As part of that years-long data collection, some major cable operators initially had provided data on where they were actively providing competitive BDS service but did not include places where they were capable of providing it but weren’t.
Cable operators have been pushing back on the BDS reform proposal since the FCC is proposing including their business broadband service, which has traditionally been treated as the de facto nondominant competitor to the ILECs service, in the regulatory mix based on an approach that tries to identify what player lacks sufficient competition, incumbent telco, competitive telco, or cable operator, and regulate accordingly.
Incumbent telcos CenturyLink, AT&T, Frontier Communications, FairPoint, Consolidated Communications, and Cincinnati Bell have asked the FCC to revisit the decision.
The Broadband Coalition, which supports the FCC's proposal, saw the letter not as a call for delay, but a call to action on more competition in BDS services.
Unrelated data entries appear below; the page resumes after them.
//! Shared execution types: platforms, phases, and reports.
//!
//! A `Report` is the accumulated record of one `Execute` call. It is created
//! when execution starts, appended to phase by phase, and never reused.

use std::collections::BTreeMap;
use std::fmt;

use chrono::{DateTime, Utc};
use serde::{Deserialize, Serialize};
use uuid::Uuid;

/// Platform affinity for tasks and parameters.
///
/// `Any` matches every platform; anything else must equal the current one.
#[derive(Debug, Clone, Copy, PartialEq, Eq, Serialize, Deserialize, Default)]
#[serde(rename_all = "lowercase")]
pub enum Platform {
    #[default]
    Any,
    Windows,
    #[serde(rename = "macos")]
    MacOs,
    Linux,
}

impl Platform {
    /// The platform this process is running on.
    pub fn current() -> Self {
        if cfg!(target_os = "windows") {
            Platform::Windows
        } else if cfg!(target_os = "macos") {
            Platform::MacOs
        } else {
            Platform::Linux
        }
    }

    /// Whether an item with this affinity is usable on `current`.
    pub fn accepts(self, current: Platform) -> bool {
        self == Platform::Any || self == current
    }
}

impl fmt::Display for Platform {
    fn fmt(&self, f: &mut fmt::Formatter<'_>) -> fmt::Result {
        let s = match self {
            Platform::Any => "any",
            Platform::Windows => "windows",
            Platform::MacOs => "macos",
            Platform::Linux => "linux",
        };
        write!(f, "{}", s)
    }
}

/// Outcome of one phase (or a whole report).
#[derive(Debug, Clone, Copy, PartialEq, Eq, Serialize, Deserialize, Default)]
#[serde(rename_all = "lowercase")]
pub enum PhaseResult {
    #[default]
    Unknown,
    Succeeded,
    Failed,
    Cancelled,
}

impl fmt::Display for PhaseResult {
    fn fmt(&self, f: &mut fmt::Formatter<'_>) -> fmt::Result {
        let s = match self {
            PhaseResult::Unknown => "unknown",
            PhaseResult::Succeeded => "succeeded",
            PhaseResult::Failed => "failed",
            PhaseResult::Cancelled => "cancelled",
        };
        write!(f, "{}", s)
    }
}

/// One named execution step with its own timing, result, and error.
#[derive(Debug, Clone, Serialize, Deserialize)]
pub struct Phase {
    pub name: String,
    pub result: PhaseResult,
    pub error: Option<String>,
    pub elapsed_secs: f64,
}

impl Phase {
    /// Create a phase with no result yet.
    pub fn new(name: impl Into<String>) -> Self {
        Self {
            name: name.into(),
            result: PhaseResult::Unknown,
            error: None,
            elapsed_secs: 0.0,
        }
    }

    /// Resolve an `Unknown` result from error presence. Explicit results
    /// are left untouched.
    pub fn finalize(&mut self) {
        if self.result == PhaseResult::Unknown {
            self.result = if self.error.is_some() {
                PhaseResult::Failed
            } else {
                PhaseResult::Succeeded
            };
        }
    }

    /// Mark the phase failed with the given message.
    pub fn fail(&mut self, message: impl Into<String>) {
        self.error = Some(message.into());
        self.result = PhaseResult::Failed;
    }

    pub fn succeeded(&self) -> bool {
        self.result == PhaseResult::Succeeded
    }
}

/// Accumulated record of all phases for one execution.
///
/// Result, error, and elapsed time are derived from the phases rather than
/// stored, so they can never drift out of sync with them.
#[derive(Debug, Clone, Serialize, Deserialize)]
pub struct Report {
    pub run_id: Uuid,
    pub worker_id: String,
    pub started_at: DateTime<Utc>,
    pub phases: Vec<Phase>,
    /// Resolved arguments the run was executed with.
    pub arguments: BTreeMap<String, String>,
    /// Opaque payload for workers and hooks to stash extra output.
    pub extras: serde_json::Value,
}

impl Report {
    /// Create an empty report for the given worker.
    pub fn new(worker_id: impl Into<String>) -> Self {
        Self {
            run_id: Uuid::new_v4(),
            worker_id: worker_id.into(),
            started_at: Utc::now(),
            phases: Vec::new(),
            arguments: BTreeMap::new(),
            extras: serde_json::Value::Null,
        }
    }

    /// Append a finalized phase.
    pub fn push_phase(&mut self, mut phase: Phase) {
        phase.finalize();
        self.phases.push(phase);
    }

    /// Failed if any phase failed, Succeeded otherwise (Unknown while empty).
    pub fn result(&self) -> PhaseResult {
        if self.phases.is_empty() {
            return PhaseResult::Unknown;
        }
        if self.phases.iter().any(|p| p.result == PhaseResult::Failed) {
            PhaseResult::Failed
        } else {
            PhaseResult::Succeeded
        }
    }

    /// Concatenated messages of all failed phases, or `None` on success.
    pub fn error(&self) -> Option<String> {
        let messages: Vec<&str> = self
            .phases
            .iter()
            .filter(|p| p.result == PhaseResult::Failed)
            .filter_map(|p| p.error.as_deref())
            .collect();
        if messages.is_empty() {
            None
        } else {
            Some(messages.join("; "))
        }
    }

    /// Total elapsed seconds across all phases.
    pub fn elapsed_secs(&self) -> f64 {
        self.phases.iter().map(|p| p.elapsed_secs).sum()
    }

    /// Set a key in `extras`, promoting it to an object if needed.
    pub fn set_extra(&mut self, key: &str, value: serde_json::Value) {
        if !self.extras.is_object() {
            self.extras = serde_json::Value::Object(serde_json::Map::new());
        }
        if let Some(map) = self.extras.as_object_mut() {
            map.insert(key.to_string(), value);
        }
    }
}

#[cfg(test)]
mod tests {
    use super::*;

    // =========================================================================
    // Platform
    // =========================================================================

    #[test]
    fn test_platform_any_accepts_everything() {
        for p in [Platform::Windows, Platform::MacOs, Platform::Linux] {
            assert!(Platform::Any.accepts(p));
        }
    }

    #[test]
    fn test_platform_specific_accepts_only_itself() {
        assert!(Platform::Linux.accepts(Platform::Linux));
        assert!(!Platform::Linux.accepts(Platform::Windows));
        assert!(!Platform::Windows.accepts(Platform::MacOs));
    }

    #[test]
    fn test_platform_serde_lowercase() {
        assert_eq!(serde_json::to_string(&Platform::MacOs).unwrap(), "\"macos\"");
        assert_eq!(serde_json::to_string(&Platform::Any).unwrap(), "\"any\"");
        let p: Platform = serde_json::from_str("\"windows\"").unwrap();
        assert_eq!(p, Platform::Windows);
    }

    #[test]
    fn test_platform_display() {
        assert_eq!(Platform::Linux.to_string(), "linux");
        assert_eq!(Platform::Any.to_string(), "any");
    }

    // =========================================================================
    // Phase
    // =========================================================================

    #[test]
    fn test_phase_finalize_without_error_succeeds() {
        let mut phase = Phase::new("Process");
        phase.finalize();
        assert_eq!(phase.result, PhaseResult::Succeeded);
    }

    #[test]
    fn test_phase_finalize_with_error_fails() {
        let mut phase = Phase::new("Process");
        phase.error = Some("boom".to_string());
        phase.finalize();
        assert_eq!(phase.result, PhaseResult::Failed);
    }

    #[test]
    fn test_phase_finalize_keeps_explicit_result() {
        let mut phase = Phase::new("Process");
        phase.result = PhaseResult::Cancelled;
        phase.finalize();
        assert_eq!(phase.result, PhaseResult::Cancelled);
    }

    #[test]
    fn test_phase_fail_sets_both_fields() {
        let mut phase = Phase::new("Prepare");
        phase.fail("bad value");
        assert_eq!(phase.result, PhaseResult::Failed);
        assert_eq!(phase.error.as_deref(), Some("bad value"));
    }

    // =========================================================================
    // Report
    // =========================================================================

    fn phase_ok(name: &str, secs: f64) -> Phase {
        let mut p = Phase::new(name);
        p.result = PhaseResult::Succeeded;
        p.elapsed_secs = secs;
        p
    }

    fn phase_failed(name: &str, msg: &str) -> Phase {
        let mut p = Phase::new(name);
        p.fail(msg);
        p
    }

    #[test]
    fn test_report_empty_result_unknown() {
        let report = Report::new("Build/compile");
        assert_eq!(report.result(), PhaseResult::Unknown);
        assert!(report.error().is_none());
    }

    #[test]
    fn test_report_all_ok_succeeds() {
        let mut report = Report::new("Build/compile");
        report.push_phase(phase_ok("Prepare", 0.1));
        report.push_phase(phase_ok("Process", 1.5));
        assert_eq!(report.result(), PhaseResult::Succeeded);
        assert!(report.error().is_none());
    }

    #[test]
    fn test_report_one_failed_phase_fails_whole_report() {
        let mut report = Report::new("Build/compile");
        report.push_phase(phase_ok("Prepare", 0.1));
        report.push_phase(phase_failed("Process", "compiler exploded"));
        report.push_phase(phase_ok("Postprocess", 0.2));
        assert_eq!(report.result(), PhaseResult::Failed);
        assert_eq!(report.error().as_deref(), Some("compiler exploded"));
    }

    #[test]
    fn test_report_error_concatenates_failed_messages() {
        let mut report = Report::new("Build/compile");
        report.push_phase(phase_failed("Preprocess", "first"));
        report.push_phase(phase_failed("Postprocess", "second"));
        assert_eq!(report.error().as_deref(), Some("first; second"));
    }

    #[test]
    fn test_report_elapsed_is_sum_of_phases() {
        let mut report = Report::new("Build/compile");
        report.push_phase(phase_ok("Prepare", 0.5));
        report.push_phase(phase_ok("Process", 1.25));
        assert!((report.elapsed_secs() - 1.75).abs() < f64::EPSILON);
    }

    #[test]
    fn test_report_push_phase_finalizes_unknown() {
        let mut report = Report::new("Build/compile");
        report.push_phase(Phase::new("Prepare"));
        assert_eq!(report.phases[0].result, PhaseResult::Succeeded);
    }

    #[test]
    fn test_report_set_extra_promotes_to_object() {
        let mut report = Report::new("Build/compile");
        report.set_extra("run_async", serde_json::json!(false));
        assert_eq!(report.extras["run_async"], serde_json::json!(false));
    }

    #[test]
    fn test_report_serializes_round_trip() {
        let mut report = Report::new("Build/compile");
        report.arguments.insert("env".to_string(), "prod".to_string());
        report.push_phase(phase_ok("Prepare", 0.1));
        let json = serde_json::to_string(&report).unwrap();
        let back: Report = serde_json::from_str(&json).unwrap();
        assert_eq!(back.worker_id, "Build/compile");
        assert_eq!(back.arguments["env"], "prod");
        assert_eq!(back.phases.len(), 1);
    }
}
"“We welcome and applaud the Senators’ support for competition policy that will help rural communities and small businesses. The FCC has compiled the most comprehensive data collection in history, which clearly shows overwhelming market power, indicating monopoly and duopoly control are driving up prices for business customers, schools and libraries."
The Senators did not explicitly call for delay, but just said the FCC needed to make sure it had all the info it needed to make its decision. The coalitions clearly have a different view of whether that was the case when the FCC proposed the changes.
"“Separately, calls for delay by incumbent provider CenturyLink are a sad and empty attempt to keep consumers trapped in last century’s monopoly," the coalition added. "Thankfully, the FCC is poised to unleash the future of competition, lower prices and new network growth.”
Under FCC rules, those incumbent telcos are required to lease BDS lines to competitors, like cable operators. But the FCC deregulated AT&T and others' special access lines in 2009 in cases where competitive triggers are met.
Those lines are the "last mile" dedicated broadband lines to businesses, which incumbent local exchange carriers have dominated.
Signing on to the letter, according to the ILEC-backed Invest in Broadband for America coalition, were Jon Tester (D-Mont.), Maria Cantwell (D-Wash.), Patty Murray (D-Wash.), Heidi Heitkamp (D-N.D.), Michael Bennet (D-Colo.), Amy Klobuchar (D-Minn.), Bob Casey (D-Pa.), Angus King Jr. (I-Maine), and Tammy Baldwin (D-Wis.).